Is Economic Recession Around the Corner?

Introduction

The economy has underperformed during the first quarter of 2022. The only asset class that generates positive returns is commodities, such as energy stocks, oil, natural gas, copper, gold, wheat, etc. On the contrary, starting at all-time highs, the US equity market ultimately decreased by 4.6%. The European stock market also performed disappointingly, as its energy supplies were affected by the Russia-Ukraine war severely. Moreover, due to recent interest rate hikes, Fixed Income was among the worst asset with significant downturns in 2022, causing aggregate bonds to have the worst quarterly performance in 30 years.

Despite the underperforming global markets in the first quarter, more influencing global economic events are foreseen. The US Federal Reserve Chair Jerome Powell has announced that upcoming interest rate hikes are on the table to tackle the skyrocketing inflation in the US. Furthermore, global supply chain disruption continues as China has implemented lockdown measures in cities, including Beijing and Shanghai. Uncertainties about the Russia-Ukraine war also continue, leading to probable food and energy crisis. The potential economic events seem to be posing a menace to the world’s economy, but when will it arrive?

What are the Possible Global Economic Risks?

As mentioned, several economic events may push the economy into a global recession, and potential interest rate hikes will be the paramount factor. As the CPI has reached its 40-year highs, the Fed has announced that more contractionary monetary policies will be implemented. Thereby, the interest rate is expected to rise by 0.5% in the next 3 meetings, while a quarter-point rise is expected at the year’s 3 other sessions. Moreover, a $9 trillion balance sheet reduction is also expected in the foreseeable future. The inverted yield curve could also provide a pessimistic market signal for investors, that economic recession is just around the corner. The policies have given certain pressure on the stock and bond markets.

Apart from potential interest hikes to combat the skyrocketing inflation, the recent COVID-19 outbreak and lockdown in China may also pose a menace to the global supply chain. The zero-COVID policy in China has led to mass testing, border closures, and quarantines in different cities. As owning one of the largest manufacturing sectors around the globe, recent policies in China had worsened the complex supply chain. Prices of food, consumer goods, and commodities are surging. The stability of the global economy will be threatened if such a situation continues in China.

Geopolitical tension between Russia and Ukraine is also contributing to the potential economic recession.
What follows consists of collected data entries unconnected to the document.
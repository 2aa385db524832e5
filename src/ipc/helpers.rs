use crate::ipc::error::{err, ok};
use crate::ipc::types::{AppState, Request};
use rusqlite::{Connection, OptionalExtension};
use serde_json::json;

/// Handler-internal failure carried back to the caller as an error envelope.
pub struct HandlerErr {
    pub code: &'static str,
    pub message: String,
    pub details: Option<serde_json::Value>,
}

impl HandlerErr {
    pub fn new(code: &'static str, message: impl Into<String>) -> Self {
        Self {
            code,
            message: message.into(),
            details: None,
        }
    }

    pub fn bad_params(message: impl Into<String>) -> Self {
        Self::new("bad_params", message)
    }

    pub fn not_found(message: impl Into<String>) -> Self {
        Self::new("not_found", message)
    }

    pub fn response(self, id: &str) -> serde_json::Value {
        err(id, self.code, self.message, self.details)
    }
}

pub fn db_query_err(e: rusqlite::Error) -> HandlerErr {
    HandlerErr::new("db_query_failed", e.to_string())
}

pub fn db_write_err(e: rusqlite::Error, table: &str) -> HandlerErr {
    HandlerErr {
        code: "db_update_failed",
        message: e.to_string(),
        details: Some(json!({ "table": table })),
    }
}

pub fn get_required_str(params: &serde_json::Value, key: &str) -> Result<String, HandlerErr> {
    params
        .get(key)
        .and_then(|v| v.as_str())
        .map(|s| s.to_string())
        .ok_or_else(|| HandlerErr::bad_params(format!("missing {}", key)))
}

pub fn get_optional_str(params: &serde_json::Value, key: &str) -> Option<String> {
    params
        .get(key)
        .and_then(|v| v.as_str())
        .map(|s| s.to_string())
}

pub fn get_optional_i64(params: &serde_json::Value, key: &str) -> Option<i64> {
    params.get(key).and_then(|v| v.as_i64())
}

/// Role gating as the hosted platform does it: the caller states its portal
/// role and handlers compare it against a plain allow-list. The sidecar
/// trusts its host process; there are no tokens to verify here.
pub fn require_role(params: &serde_json::Value, allowed: &[&str]) -> Result<String, HandlerErr> {
    let role = get_required_str(params, "role")?;
    if allowed.contains(&role.as_str()) {
        return Ok(role);
    }
    Err(HandlerErr {
        code: "forbidden",
        message: format!("role {} may not call this method", role),
        details: Some(json!({ "allowedRoles": allowed })),
    })
}

/// Required RFC 3339 timestamp param, rewritten in UTC. Stored timestamps
/// all carry the +00:00 offset, so their string order matches instant order
/// and period-window comparisons in SQL stay correct for any caller offset.
pub fn utc_timestamp(params: &serde_json::Value, key: &str) -> Result<String, HandlerErr> {
    let raw = get_required_str(params, key)?;
    chrono::DateTime::parse_from_rfc3339(&raw)
        .map(|dt| dt.with_timezone(&chrono::Utc).to_rfc3339())
        .map_err(|_| HandlerErr::bad_params(format!("{} must be RFC 3339", key)))
}

pub fn class_exists(conn: &Connection, class_id: &str) -> Result<bool, HandlerErr> {
    conn.query_row("SELECT 1 FROM classes WHERE id = ?", [class_id], |r| {
        r.get::<_, i64>(0)
    })
    .optional()
    .map(|v| v.is_some())
    .map_err(db_query_err)
}

/// Common handler shape: require an open workspace, run the operation
/// against the connection, wrap the outcome in a response envelope.
pub fn dispatch(
    state: &mut AppState,
    req: &Request,
    f: fn(&Connection, &serde_json::Value) -> Result<serde_json::Value, HandlerErr>,
) -> serde_json::Value {
    let Some(conn) = state.db.as_ref() else {
        return err(&req.id, "no_workspace", "select a workspace first", None);
    };
    match f(conn, &req.params) {
        Ok(result) => ok(&req.id, result),
        Err(error) => error.response(&req.id),
    }
}

pub fn student_in_class(
    conn: &Connection,
    class_id: &str,
    student_id: &str,
) -> Result<bool, HandlerErr> {
    conn.query_row(
        "SELECT 1 FROM students WHERE class_id = ? AND id = ?",
        (class_id, student_id),
        |r| r.get::<_, i64>(0),
    )
    .optional()
    .map(|v| v.is_some())
    .map_err(db_query_err)
}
As the largest oil exporter to Europe, the military conflict has stopped its energy supply from Russia. As a result, prices of commodities have been rising significantly in the first quarter, especially oil and natural gas. To lower fuel prices, the US has announced that it would release 180 million barrels of oil from its strategic petroleum reserve in the coming six months. However, it is believed that energy supplies will still remain in shortage.

When will it arrive?

Economic recession is possible, but not probable. Though the incidents mentioned above have provided investors with the market signal of an economic recession, it is believed that we are transitioning from the middle stages to the later stages of the recession cycle. The time delay between an inversion and a recession will be between 6-12 months.

As shown in Figure 1, the top 3 contributions of CPI are Housing (42%), Transportation (18%), and Food & Drinks (14%). A continuous rise in interest rates may not tackle the inflation of these sectors directly. Moreover, the Fed also has to consider the market reaction after the implementation of contractionary monetary policies. Overtightened policies would only bring destruction to the economy. Hence, though interest rate hikes are foreseen, the frequency and the rising range are still uncertain.
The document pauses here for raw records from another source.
use crate::ipc::helpers::{
    class_exists, db_query_err, db_write_err, dispatch, get_optional_i64, get_optional_str,
    get_required_str, require_role, HandlerErr,
};
use crate::ipc::types::{AppState, Request};
use rusqlite::{Connection, OptionalExtension};
use serde_json::json;
use uuid::Uuid;

fn questions_list(conn: &Connection, params: &serde_json::Value) -> Result<serde_json::Value, HandlerErr> {
    let role = require_role(params, &["admin", "teacher", "student"])?;
    let class_id = get_required_str(params, "classId")?;
    if !class_exists(conn, &class_id)? {
        return Err(HandlerErr::not_found("class not found"));
    }

    // Students never see the canonical answer; it would leak the key.
    let expose_answer = role != "student";

    let mut stmt = conn
        .prepare(
            "SELECT id, idx, prompt, correct_answer, premium, max_attempts
             FROM questions
             WHERE class_id = ?
             ORDER BY idx",
        )
        .map_err(db_query_err)?;
    let questions = stmt
        .query_map([&class_id], |r| {
            let correct: Option<String> = r.get(3)?;
            let mut row = json!({
                "id": r.get::<_, String>(0)?,
                "idx": r.get::<_, i64>(1)?,
                "prompt": r.get::<_, String>(2)?,
                "premium": r.get::<_, i64>(4)? != 0,
                "maxAttempts": r.get::<_, i64>(5)?
            });
            if expose_answer {
                row["correctAnswer"] = json!(correct);
            }
            Ok(row)
        })
        .and_then(|it| it.collect::<Result<Vec<_>, _>>())
        .map_err(db_query_err)?;

    Ok(json!({ "questions": questions }))
}

fn questions_create(conn: &Connection, params: &serde_json::Value) -> Result<serde_json::Value, HandlerErr> {
    require_role(params, &["admin", "teacher"])?;
    let class_id = get_required_str(params, "classId")?;
    let prompt = get_required_str(params, "prompt")?;
    if prompt.trim().is_empty() {
        return Err(HandlerErr::bad_params("prompt must not be empty"));
    }
    // None means the question is graded by hand; the checker then always says no.
    let correct_answer = get_optional_str(params, "correctAnswer");
    let premium = params
        .get("premium")
        .and_then(|v| v.as_bool())
        .unwrap_or(false);
    let max_attempts = get_optional_i64(params, "maxAttempts").unwrap_or(3);
    if max_attempts < 1 {
        return Err(HandlerErr::bad_params("maxAttempts must be at least 1"));
    }
    if !class_exists(conn, &class_id)? {
        return Err(HandlerErr::not_found("class not found"));
    }

    let idx: i64 = conn
        .query_row(
            "SELECT COALESCE(MAX(idx) + 1, 0) FROM questions WHERE class_id = ?",
            [&class_id],
            |r| r.get(0),
        )
        .map_err(db_query_err)?;

    let question_id = Uuid::new_v4().to_string();
    conn.execute(
        "INSERT INTO questions(id, class_id, idx, prompt, correct_answer, premium, max_attempts)
         VALUES(?, ?, ?, ?, ?, ?, ?)",
        (
            &question_id,
            &class_id,
            idx,
            &prompt,
            &correct_answer,
            premium as i64,
            max_attempts,
        ),
    )
    .map_err(|e| db_write_err(e, "questions"))?;

    Ok(json!({ "questionId": question_id, "idx": idx }))
}

fn questions_update(conn: &Connection, params: &serde_json::Value) -> Result<serde_json::Value, HandlerErr> {
    require_role(params, &["admin", "teacher"])?;
    let question_id = get_required_str(params, "questionId")?;
    let exists: Option<i64> = conn
        .query_row("SELECT 1 FROM questions WHERE id = ?", [&question_id], |r| {
            r.get(0)
        })
        .optional()
        .map_err(db_query_err)?;
    if exists.is_none() {
        return Err(HandlerErr::not_found("question not found"));
    }

    let patch = params.get("patch").cloned().unwrap_or(json!({}));

    if let Some(v) = patch.get("prompt").and_then(|v| v.as_str()) {
        if v.trim().is_empty() {
            return Err(HandlerErr::bad_params("prompt must not be empty"));
        }
        conn.execute(
            "UPDATE questions SET prompt = ? WHERE id = ?",
            (v, &question_id),
        )
        .map_err(|e| db_write_err(e, "questions"))?;
    }
    if let Some(v) = patch.get("correctAnswer") {
        // Explicit null clears the canonical answer (question becomes
        // manually graded); absent key leaves it untouched.
        let answer: Option<String> = v.as_str().map(|s| s.to_string());
        if !v.is_null() && answer.is_none() {
            return Err(HandlerErr::bad_params("correctAnswer must be string or null"));
        }
        conn.execute(
            "UPDATE questions SET correct_answer = ? WHERE id = ?",
            (&answer, &question_id),
        )
        .map_err(|e| db_write_err(e, "questions"))?;
    }
    if let Some(v) = patch.get("premium").and_then(|v| v.as_bool()) {
        conn.execute(
            "UPDATE questions SET premium = ? WHERE id = ?",
            (v as i64, &question_id),
        )
        .map_err(|e| db_write_err(e, "questions"))?;
    }
    if let Some(v) = patch.get("maxAttempts").and_then(|v| v.as_i64()) {
        if v < 1 {
            return Err(HandlerErr::bad_params("maxAttempts must be at least 1"));
        }
        conn.execute(
            "UPDATE questions SET max_attempts = ? WHERE id = ?",
            (v, &question_id),
        )
        .map_err(|e| db_write_err(e, "questions"))?;
    }

    Ok(json!({ "ok": true }))
}

fn questions_delete(conn: &Connection, params: &serde_json::Value) -> Result<serde_json::Value, HandlerErr> {
    require_role(params, &["admin", "teacher"])?;
    let question_id = get_required_str(params, "questionId")?;

    let tx = conn
        .unchecked_transaction()
        .map_err(|e| HandlerErr::new("db_tx_failed", e.to_string()))?;
    tx.execute(
        "DELETE FROM answer_attempts WHERE question_id = ?",
        [&question_id],
    )
    .map_err(|e| db_write_err(e, "answer_attempts"))?;
    let deleted = tx
        .execute("DELETE FROM questions WHERE id = ?", [&question_id])
        .map_err(|e| db_write_err(e, "questions"))?;
    tx.commit()
        .map_err(|e| HandlerErr::new("db_commit_failed", e.to_string()))?;

    if deleted == 0 {
        return Err(HandlerErr::not_found("question not found"));
    }
    Ok(json!({ "ok": true }))
}

pub fn try_handle(state: &mut AppState, req: &Request) -> Option<serde_json::Value> {
    match req.method.as_str() {
        "questions.list" => Some(dispatch(state, req, questions_list)),
        "questions.create" => Some(dispatch(state, req, questions_create)),
        "questions.update" => Some(dispatch(state, req, questions_update)),
        "questions.delete" => Some(dispatch(state, req, questions_delete)),
        _ => None,
    }
}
Figure 1: Contribution of the US CPI in 2022

In terms of supply chain disruption, the number of COVID cases will reduce while cities will resume their operation after lockdowns. The disruption will not be continuous. Geopolitical tension between Russia and Ukraine also remains uncertain in the long term, and investors should not be too pessimistic regarding the recession ahead.

Strategies During Recession

Commodities are one of the best investments to combat inflation hikes. As the market supply for products such as gold, oil, agricultural inputs, and energy supply decreases due to supply chain disruption, prices of these products and related services would also increase, hence helping investors to hedge investment risks against economic downturn and inflation risks. Equity sectors with more consistent cash flows will also be a good option to invest in during this period, such as the healthcare and consumer staples sector. Foreign exchange such as buying the US Dollar may also be a good strategy. On the contrary, fixed income such as aggregate bonds should be avoided, as the inflation and interest rate hikes will expand investors’ capital loss with a lower bond price.

Takeaway

It is foreseen that the economy will remain volatile due to several macroeconomic events and will drag the economy into a downturn. However, the economy is still in the transition stages with several uncertainties. Though those events will undoubtedly push the economy into recession, the arrival time may be longer than expected. Therefore, investment decisions should be made carefully. Several asset classes that would depreciate during inflation should be avoided, such as aggregate bonds. Investors should use a more defensive approach during this difficult period.